I have a few problems with this film that have little to do with the craft on display. Chinn does an incredible job of making this film feel true to life. The world she has created feels lived in and the smaller moments (in one scene, teens drive around listening to “Dip It Low” by Christina Milian) brought me back to my own experiences. But that realism can be to the film’s detriment. Watching Kristine yell at and berate her black daughter is just hard to watch. She belittles, manipulates, and in one scene I had to pause, forgets her completely. It’s almost forgivable. I can’t imagine the pain and the anger one must feel when their child has such a debilitating illness. But in a film that often has, it leaves such a sour note that I couldn’t move past it.

On top of all of that, Doris has no friends. She has spent so much time taking care of her brother that she hasn’t had the time to live the “typical” teen life. So when a group of her peers needs a place to party, she offers her place. When watching a coming of age movie, you know that when the unpopular girl invites the popular people to her house for a party, they will turn on her soon. Classic trope. Chinn aims to subvert that trope repeatedly. The first time the popular kids have her back, it is refreshing. But the second, third, fourth time, it is much less effective. It feels as though the film is trying to trick you or as if Chinn herself can’t believe the characters would behave this way.

Between the friends that may not actually be her friends and her terrible parent, Doris finds solace in her friendship with Paul. He is there to both lecture her about being there for her brother and teach her how to drive. He offers her a kind ear and is really the catalyst for her coming out of her shell at school. Per the logline on Hulu, this relationship is the central one, and it is unfortunate that it really isn’t. I have long lamented the fact that Woody Harrelson is on a terrible run at the moment. Champions and Triangle of Sadness notwithstanding, his film output since 2018 has been lackluster, and using him as a selling point for this film brought out the skeptic in me. So imagine my surprise that he is barely in it, and even stranger, a few of his scenes are among the strongest in the film. It is far more compelling watching her crash Paul’s car into plastic barrels than it is watching her buy fake IDs from Scott MacArthur.
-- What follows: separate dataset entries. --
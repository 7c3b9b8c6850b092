//! Component lifecycle states and the delta actions derived from them.

use std::fmt;
use std::str::FromStr;

use serde::{Deserialize, Serialize};

/// Lifecycle state of a component or collection relative to the backing
/// store.
///
/// `MarkedForDelete` is terminal: a component only leaves it by being
/// dropped from its parent or by reconstruction from XML.
#[derive(Debug, Clone, Copy, PartialEq, Eq, Hash, Serialize, Deserialize)]
pub enum ComponentState {
    /// Created in memory, never persisted.
    New,
    /// Matches the backing store as of the last persist.
    Unmodified,
    /// Persisted before, changed since.
    Modified,
    /// Pending deletion from the backing store.
    MarkedForDelete,
}

impl ComponentState {
    /// Serialized label, used on collection roots for round-tripping.
    pub fn as_str(&self) -> &'static str {
        match self {
            ComponentState::New => "new",
            ComponentState::Unmodified => "unmodified",
            ComponentState::Modified => "modified",
            ComponentState::MarkedForDelete => "markedfordelete",
        }
    }

    /// Anything other than `Unmodified` is dirty.
    pub fn is_dirty(&self) -> bool {
        *self != ComponentState::Unmodified
    }

    /// The delta action a component in this state emits, if any.
    pub fn delta_action(&self) -> Option<DeltaAction> {
        match self {
            ComponentState::New => Some(DeltaAction::Insert),
            ComponentState::Modified => Some(DeltaAction::Update),
            ComponentState::MarkedForDelete => Some(DeltaAction::Delete),
            ComponentState::Unmodified => None,
        }
    }

    /// Effective state of a parent given its own state and the combined
    /// state of its children.
    ///
    /// A parent is never weaker than its children: any dirty child lifts an
    /// `Unmodified` parent to `Modified`. A `New` parent stays `New` (the
    /// whole subtree is inserted together) and a parent marked for deletion
    /// stays marked regardless of child churn.
    pub fn combined_with_child(self, child: ComponentState) -> ComponentState {
        match self {
            ComponentState::MarkedForDelete => ComponentState::MarkedForDelete,
            ComponentState::New => ComponentState::New,
            _ if child.is_dirty() => ComponentState::Modified,
            own => own,
        }
    }

    /// Fold two sibling child states into one for roll-up purposes, by
    /// severity: `Unmodified < New < Modified < MarkedForDelete`.
    pub fn merged(self, other: ComponentState) -> ComponentState {
        fn severity(state: ComponentState) -> u8 {
            match state {
                ComponentState::Unmodified => 0,
                ComponentState::New => 1,
                ComponentState::Modified => 2,
                ComponentState::MarkedForDelete => 3,
            }
        }
        if severity(other) > severity(self) { other } else { self }
    }
}

impl fmt::Display for ComponentState {
    fn fmt(&self, f: &mut fmt::Formatter<'_>) -> fmt::Result {
        f.write_str(self.as_str())
    }
}

impl FromStr for ComponentState {
    type Err = String;

    /// Parse a serialized state label (case-insensitive).
    fn from_str(s: &str) -> Result<Self, Self::Err> {
        match s.trim().to_ascii_lowercase().as_str() {
            "new" => Ok(ComponentState::New),
            "unmodified" => Ok(ComponentState::Unmodified),
            "modified" => Ok(ComponentState::Modified),
            "markedfordelete" => Ok(ComponentState::MarkedForDelete),
            other => Err(format!("unknown component state: {other}")),
        }
    }
}

/// Action a delta element carries, derived from component state.
#[derive(Debug, Clone, Copy, PartialEq, Eq, Hash, Serialize, Deserialize)]
pub enum DeltaAction {
    Insert,
    Update,
    Delete,
}

impl DeltaAction {
    pub fn as_str(&self) -> &'static str {
        match self {
            DeltaAction::Insert => "insert",
            DeltaAction::Update => "update",
            DeltaAction::Delete => "delete",
        }
    }
}

impl fmt::Display for DeltaAction {
    fn fmt(&self, f: &mut fmt::Formatter<'_>) -> fmt::Result {
        f.write_str(self.as_str())
    }
}

impl FromStr for DeltaAction {
    type Err = String;

    fn from_str(s: &str) -> Result<Self, Self::Err> {
        match s.trim().to_ascii_lowercase().as_str() {
            "insert" => Ok(DeltaAction::Insert),
            "update" => Ok(DeltaAction::Update),
            "delete" => Ok(DeltaAction::Delete),
            other => Err(format!("unknown delta action: {other}")),
        }
    }
}
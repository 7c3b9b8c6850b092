use std::fmt;

use crate::error::{Result, XmlError};
use crate::reader;
use crate::writer;

/// An owned XML element: name, ordered attributes, child elements and
/// optional text content.
///
/// Attribute order is preserved so that serialization is deterministic;
/// repeated writes of an unchanged tree yield byte-identical output.
#[derive(Debug, Clone, PartialEq, Eq)]
pub struct XmlElement {
    name: String,
    attributes: Vec<(String, String)>,
    children: Vec<XmlElement>,
    text: Option<String>,
}

impl XmlElement {
    pub fn new(name: impl Into<String>) -> Self {
        Self {
            name: name.into(),
            attributes: Vec::new(),
            children: Vec::new(),
            text: None,
        }
    }

    /// Parse a document; the tree of the single root element is returned.
    pub fn parse(source: &str) -> Result<Self> {
        reader::parse(source)
    }

    pub fn name(&self) -> &str {
        &self.name
    }

    /// Fail unless this element carries the expected tag name.
    pub fn expect_name(&self, expected: &str) -> Result<()> {
        if self.name == expected {
            Ok(())
        } else {
            Err(XmlError::UnexpectedElement {
                expected: expected.to_string(),
                found: self.name.clone(),
            })
        }
    }

    /// Set an attribute, replacing any previous value for the same name.
    pub fn set_attribute(&mut self, name: impl Into<String>, value: impl Into<String>) {
        let name = name.into();
        let value = value.into();
        if let Some(slot) = self.attributes.iter_mut().find(|(k, _)| *k == name) {
            slot.1 = value;
        } else {
            self.attributes.push((name, value));
        }
    }

    /// Builder form of [`set_attribute`](Self::set_attribute).
    #[must_use]
    pub fn with_attribute(mut self, name: impl Into<String>, value: impl Into<String>) -> Self {
        self.set_attribute(name, value);
        self
    }

    pub fn attribute(&self, name: &str) -> Option<&str> {
        self.attributes
            .iter()
            .find(|(k, _)| k == name)
            .map(|(_, v)| v.as_str())
    }

    pub fn require_attribute(&self, name: &str) -> Result<&str> {
        self.attribute(name).ok_or_else(|| XmlError::MissingAttribute {
            element: self.name.clone(),
            attribute: name.to_string(),
        })
    }

    pub fn attributes(&self) -> impl Iterator<Item = (&str, &str)> {
        self.attributes.iter().map(|(k, v)| (k.as_str(), v.as_str()))
    }

    pub fn add_child(&mut self, child: XmlElement) {
        self.children.push(child);
    }

    #[must_use]
    pub fn with_child(mut self, child: XmlElement) -> Self {
        self.children.push(child);
        self
    }

    pub fn children(&self) -> &[XmlElement] {
        &self.children
    }

    pub fn children_named<'a>(&'a self, name: &'a str) -> impl Iterator<Item = &'a XmlElement> {
        self.children.iter().filter(move |c| c.name == name)
    }

    pub fn first_child(&self, name: &str) -> Option<&XmlElement> {
        self.children.iter().find(|c| c.name == name)
    }

    pub fn require_child(&self, name: &str) -> Result<&XmlElement> {
        self.first_child(name).ok_or_else(|| XmlError::MissingChild {
            element: self.name.clone(),
            child: name.to_string(),
        })
    }

    pub fn set_text(&mut self, text: impl Into<String>) {
        let text = text.into();
        self.text = if text.is_empty() { None } else { Some(text) };
    }

    #[must_use]
    pub fn with_text(mut self, text: impl Into<String>) -> Self {
        self.set_text(text);
        self
    }

    pub fn text(&self) -> Option<&str> {
        self.text.as_deref()
    }

    /// Text content of a named child, if both exist.
    pub fn child_text(&self, name: &str) -> Option<&str> {
        self.first_child(name).and_then(XmlElement::text)
    }

    /// Parse a required attribute into any `FromStr` value, reporting the
    /// element and attribute name on failure.
    pub fn parse_attribute<T: std::str::FromStr>(&self, name: &str) -> Result<T> {
        let raw = self.require_attribute(name)?;
        raw.parse().map_err(|_| XmlError::InvalidValue {
            element: self.name.clone(),
            field: name.to_string(),
            value: raw.to_string(),
        })
    }

    /// Serialize this element (and its subtree) as an indented document
    /// without an XML declaration.
    pub fn to_xml_string(&self) -> Result<String> {
        writer::to_string(self)
    }

    /// Serialize as a full document with an XML declaration.
    pub fn to_document_string(&self) -> Result<String> {
        writer::to_document_string(self)
    }

    pub(crate) fn attributes_raw(&self) -> &[(String, String)] {
        &self.attributes
    }
}

impl fmt::Display for XmlElement {
    fn fmt(&self, f: &mut fmt::Formatter<'_>) -> fmt::Result {
        match self.to_xml_string() {
            Ok(s) => f.write_str(&s),
            Err(_) => Err(fmt::Error),
        }
    }
}
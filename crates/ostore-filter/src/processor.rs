use crate::filter::RelationshipFilter;
use crate::record::RelationshipRecord;

/// Execution seam between the filter combinator and a concrete backing
/// store. The filter describes the query; a processor runs it.
pub trait RelationshipProcessor {
    type Error;

    /// Return every record the filter accepts, in store order.
    fn query(&self, filter: &RelationshipFilter) -> Result<Vec<RelationshipRecord>, Self::Error>;

    /// Insert or update the given records.
    fn save(&mut self, records: &[RelationshipRecord]) -> Result<(), Self::Error>;

    /// Remove the records with the given relationship ids. Unknown ids
    /// are ignored.
    fn delete(&mut self, relationship_ids: &[u64]) -> Result<(), Self::Error>;
}
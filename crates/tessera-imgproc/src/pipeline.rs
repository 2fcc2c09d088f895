//! Sequential geometric pipelines.
//!
//! A [`Pipeline`] is plain data: an ordered list of [`GeometricOp`] steps and
//! the [`ExecutionStrategy`] used to run them. Each step reads the previous
//! step's output and produces a new image.

use log::debug;
use tessera_image::Image;

use crate::error::{ensure_non_empty, TransformError};
use crate::padding::{resize_pad, ResizeOptions};
use crate::parallel::ExecutionStrategy;
use crate::progress::RowObserver;
use crate::warp::{flip, rotate, FlipMode, RotateParams};

/// A single geometric step.
#[derive(Debug, Clone, Copy, PartialEq)]
#[cfg_attr(feature = "serde", derive(serde::Serialize, serde::Deserialize))]
pub enum GeometricOp {
    /// Rotate with the given parameters.
    Rotate(RotateParams),
    /// Mirror along an axis.
    Flip(FlipMode),
    /// Pad, crop or stretch onto a new canvas.
    Resize(ResizeOptions),
}

impl GeometricOp {
    fn validate(&self) -> Result<(), TransformError> {
        match self {
            GeometricOp::Rotate(params) => params.validate(),
            GeometricOp::Flip(_) => Ok(()),
            GeometricOp::Resize(options) => {
                ensure_non_empty(options.size, ["canvas width", "canvas height"])?;
                Ok(())
            }
        }
    }
}

/// An ordered list of geometric steps.
///
/// # Example
///
/// ```
/// use tessera_image::Image;
/// use tessera_imgproc::pipeline::Pipeline;
/// use tessera_imgproc::progress::NoProgress;
/// use tessera_imgproc::warp::{FlipMode, RotateParams};
///
/// let src = Image::<u8, 1>::new([2, 2].into(), vec![1, 2, 3, 4]).unwrap();
/// let pipeline = Pipeline::new()
///     .rotate(RotateParams::new(90.0))
///     .flip(FlipMode::Horizontal);
///
/// let dst = pipeline.apply(&src, [0], &NoProgress).unwrap();
/// assert_eq!(dst.as_slice(), &[1, 3, 2, 4]);
/// ```
#[derive(Debug, Clone, Default, PartialEq)]
#[cfg_attr(feature = "serde", derive(serde::Serialize, serde::Deserialize))]
pub struct Pipeline {
    ops: Vec<GeometricOp>,
    strategy: ExecutionStrategy,
}

impl Pipeline {
    /// An empty pipeline running on the global thread pool.
    pub fn new() -> Self {
        Self::default()
    }

    /// Set the execution strategy used by every step.
    pub fn with_strategy(mut self, strategy: ExecutionStrategy) -> Self {
        self.strategy = strategy;
        self
    }

    /// Append a step.
    pub fn push(mut self, op: GeometricOp) -> Self {
        self.ops.push(op);
        self
    }

    /// Append a rotation.
    pub fn rotate(self, params: RotateParams) -> Self {
        self.push(GeometricOp::Rotate(params))
    }

    /// Append a flip.
    pub fn flip(self, mode: FlipMode) -> Self {
        self.push(GeometricOp::Flip(mode))
    }

    /// Append a resize onto a new canvas.
    pub fn resize(self, options: ResizeOptions) -> Self {
        self.push(GeometricOp::Resize(options))
    }

    /// The steps in execution order.
    pub fn ops(&self) -> &[GeometricOp] {
        &self.ops
    }

    /// The execution strategy.
    pub fn strategy(&self) -> ExecutionStrategy {
        self.strategy
    }

    /// Run every step on `src`.
    ///
    /// All steps and the strategy are validated before the first step runs.
    /// `background` fills pixels not reached by a rotation and padded margins;
    /// the observer receives the rows of every step's output in turn. An empty
    /// pipeline returns a copy of `src`.
    ///
    /// # Errors
    ///
    /// Returns the first validation error, or the first error raised by a step.
    pub fn apply<T, const C: usize, O>(
        &self,
        src: &Image<T, C>,
        background: [T; C],
        observer: &O,
    ) -> Result<Image<T, C>, TransformError>
    where
        T: Copy + Default + Send + Sync,
        O: RowObserver + ?Sized,
    {
        self.strategy.validate()?;
        for op in self.ops.iter() {
            op.validate()?;
        }

        debug!(
            "running {} geometric steps on {}",
            self.ops.len(),
            src.size()
        );

        let mut current = src.clone();
        for op in self.ops.iter() {
            current = match op {
                GeometricOp::Rotate(params) => {
                    rotate(&current, params, background, self.strategy, observer)?
                }
                GeometricOp::Flip(mode) => flip(&current, *mode, self.strategy, observer)?,
                GeometricOp::Resize(options) => {
                    resize_pad(&current, options, background, self.strategy, observer)?
                }
            };
        }

        Ok(current)
    }
}
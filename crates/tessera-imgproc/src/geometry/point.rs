use std::ops::{Add, Sub};

use super::AffineTransform;

/// A point in continuous 2D image space.
///
/// Pixel `(x, y)` covers the unit square `[x, x + 1) × [y, y + 1)`, so its
/// center lies at `(x + 0.5, y + 0.5)`.
#[derive(Debug, Clone, Copy, Default, PartialEq)]
#[cfg_attr(feature = "serde", derive(serde::Serialize, serde::Deserialize))]
pub struct Point2 {
    /// Horizontal coordinate.
    pub x: f32,
    /// Vertical coordinate.
    pub y: f32,
}

impl Point2 {
    /// The empty point, used as "unset" marker for rotation centers.
    pub const EMPTY: Self = Self { x: 0.0, y: 0.0 };

    /// Create a new point.
    pub const fn new(x: f32, y: f32) -> Self {
        Self { x, y }
    }

    /// Center of the pixel with integer index `(x, y)`.
    pub fn pixel_center(x: usize, y: usize) -> Self {
        Self::new(x as f32 + 0.5, y as f32 + 0.5)
    }

    /// Returns true for [`Point2::EMPTY`].
    pub fn is_empty(&self) -> bool {
        *self == Self::EMPTY
    }

    /// Apply an affine transform to the point, `p' = M · p`.
    pub fn transform(&self, m: &AffineTransform) -> Self {
        m.apply(*self)
    }

    /// Rotate the point counter-clockwise by `angle_degrees` around `center`.
    ///
    /// # Example
    ///
    /// ```
    /// use tessera_imgproc::geometry::Point2;
    ///
    /// let p = Point2::new(2.0, 1.0).rotate(Point2::new(1.0, 1.0), 90.0);
    /// assert_eq!(p, Point2::new(1.0, 2.0));
    /// ```
    pub fn rotate(&self, center: Point2, angle_degrees: f32) -> Self {
        self.transform(&AffineTransform::rotation_about(center, angle_degrees))
    }

    /// Integer index of the pixel whose unit square contains this point.
    pub fn floor_index(&self) -> (isize, isize) {
        (self.x.floor() as isize, self.y.floor() as isize)
    }
}

impl Add for Point2 {
    type Output = Point2;

    fn add(self, rhs: Point2) -> Self::Output {
        Point2::new(self.x + rhs.x, self.y + rhs.y)
    }
}

impl Sub for Point2 {
    type Output = Point2;

    fn sub(self, rhs: Point2) -> Self::Output {
        Point2::new(self.x - rhs.x, self.y - rhs.y)
    }
}

#[cfg(test)]
mod tests {
    use super::Point2;
    use approx::assert_relative_eq;

    #[test]
    fn point_ops() {
        let p = Point2::new(2.0, 3.0);
        let q = Point2::new(0.5, -1.0);

        assert_eq!(p + q, Point2::new(2.5, 2.0));
        assert_eq!(p - q, Point2::new(1.5, 4.0));
        assert_eq!(Point2::pixel_center(1, 2), Point2::new(1.5, 2.5));
    }

    #[test]
    fn point_empty() {
        assert!(Point2::default().is_empty());
        assert!(Point2::EMPTY.is_empty());
        assert!(!Point2::new(0.0, 1.0).is_empty());
    }

    #[test]
    fn point_rotate_about_itself() {
        let c = Point2::new(3.25, -7.5);
        for angle in [0.0, 13.0, 90.0, 211.5, -45.0] {
            let r = c.rotate(c, angle);
            assert_relative_eq!(r.x, c.x, epsilon = 1e-5);
            assert_relative_eq!(r.y, c.y, epsilon = 1e-5);
        }
    }

    #[test]
    fn point_rotate_counter_clockwise() {
        let p = Point2::new(1.0, 0.0).rotate(Point2::EMPTY, 45.0);
        let s = std::f32::consts::FRAC_1_SQRT_2;
        assert_relative_eq!(p.x, s, epsilon = 1e-6);
        assert_relative_eq!(p.y, s, epsilon = 1e-6);
    }

    #[test]
    fn point_floor_index() {
        assert_eq!(Point2::new(1.5, 0.0).floor_index(), (1, 0));
        assert_eq!(Point2::new(-0.25, 2.999).floor_index(), (-1, 2));
    }
}
//! Row-completion reporting.
//!
//! The resampling engine calls [`RowObserver::on_row_completed`] once for every
//! target row, right after the last pixel of that row was written. Rows are
//! processed on several workers at once, so the observer is invoked
//! concurrently and in no particular order.

use std::sync::atomic::{AtomicUsize, Ordering};
use std::sync::{Mutex, PoisonError};

/// A sink for row-completion events.
pub trait RowObserver: Sync {
    /// Called once per fully written target row.
    fn on_row_completed(&self, row: usize);
}

impl<F> RowObserver for F
where
    F: Fn(usize) + Sync,
{
    fn on_row_completed(&self, row: usize) {
        self(row)
    }
}

/// An observer that ignores every event.
#[derive(Debug, Clone, Copy, Default)]
pub struct NoProgress;

impl RowObserver for NoProgress {
    fn on_row_completed(&self, _row: usize) {}
}

/// Counts completed rows with an atomic counter, e.g. to drive a progress bar.
#[derive(Debug, Default)]
pub struct RowProgress {
    completed: AtomicUsize,
    total: usize,
}

impl RowProgress {
    /// Create a counter expecting `total` rows.
    pub fn new(total: usize) -> Self {
        Self {
            completed: AtomicUsize::new(0),
            total,
        }
    }

    /// Number of rows reported so far.
    pub fn completed(&self) -> usize {
        self.completed.load(Ordering::Acquire)
    }

    /// Number of rows expected.
    pub fn total(&self) -> usize {
        self.total
    }

    /// Completed fraction in `[0, 1]`; an empty job counts as done.
    pub fn fraction(&self) -> f32 {
        if self.total == 0 {
            return 1.0;
        }
        (self.completed() as f32 / self.total as f32).min(1.0)
    }

    /// Whether every expected row has been reported.
    pub fn is_complete(&self) -> bool {
        self.completed() >= self.total
    }
}

impl RowObserver for RowProgress {
    fn on_row_completed(&self, _row: usize) {
        self.completed.fetch_add(1, Ordering::AcqRel);
    }
}

/// Adapts a non-reentrant `FnMut` callback by serializing calls behind a mutex.
///
/// The lock is only held for the duration of the callback itself.
///
/// # Example
///
/// ```
/// use tessera_imgproc::progress::{RowObserver, Serialized};
///
/// let mut rows = Vec::new();
/// let observer = Serialized::new(|row| rows.push(row));
/// observer.on_row_completed(3);
/// drop(observer);
///
/// assert_eq!(rows, vec![3]);
/// ```
#[derive(Debug, Default)]
pub struct Serialized<F> {
    inner: Mutex<F>,
}

impl<F> Serialized<F>
where
    F: FnMut(usize) + Send,
{
    /// Wrap a callback.
    pub fn new(callback: F) -> Self {
        Self {
            inner: Mutex::new(callback),
        }
    }

    /// Unwrap the callback.
    pub fn into_inner(self) -> F {
        self.inner.into_inner().unwrap_or_else(PoisonError::into_inner)
    }
}

impl<F> RowObserver for Serialized<F>
where
    F: FnMut(usize) + Send,
{
    fn on_row_completed(&self, row: usize) {
        let mut guard = self.inner.lock().unwrap_or_else(PoisonError::into_inner);
        let callback = &mut *guard;
        callback(row)
    }
}

#[cfg(test)]
mod tests {
    use super::*;

    #[test]
    fn closure_observer() {
        let count = AtomicUsize::new(0);
        let observer = |_row: usize| {
            count.fetch_add(1, Ordering::Relaxed);
        };
        observer.on_row_completed(0);
        observer.on_row_completed(1);
        assert_eq!(count.load(Ordering::Relaxed), 2);
    }

    #[test]
    fn row_progress_counts() {
        let progress = RowProgress::new(4);
        assert_eq!(progress.fraction(), 0.0);

        for row in 0..4 {
            progress.on_row_completed(row);
        }
        assert_eq!(progress.completed(), 4);
        assert_eq!(progress.total(), 4);
        assert!(progress.is_complete());
        assert_eq!(progress.fraction(), 1.0);

        assert_eq!(RowProgress::new(0).fraction(), 1.0);
    }

    #[test]
    fn serialized_collects_from_threads() {
        let mut rows = Vec::new();
        let observer = Serialized::new(|row| rows.push(row));
        std::thread::scope(|s| {
            for t in 0..4 {
                let observer = &observer;
                s.spawn(move || {
                    for i in 0..8 {
                        observer.on_row_completed(t * 8 + i);
                    }
                });
            }
        });
        drop(observer);

        rows.sort_unstable();
        assert_eq!(rows, (0..32).collect::<Vec<_>>());
    }
}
Ultimately, the film, much like Doris herself, struggles to balance the many stories vying for Doris’ attention. Any of these threads would have been a great to follow on their own but as they are, everything seems underwritten. Maybe we could have gotten more insight into Kristine raising black children on her own, maybe we could have actually delved into her new friendships at school, or maybe Paul could have been a consistent presence with insight as someone who knows exactly what she is going through. But Nico Parker really shines and this is a solid first outing for Chinn. I just hope that I can watch the next one all the way through in one sitting.

I give it 2.5 out of 5 trash cans.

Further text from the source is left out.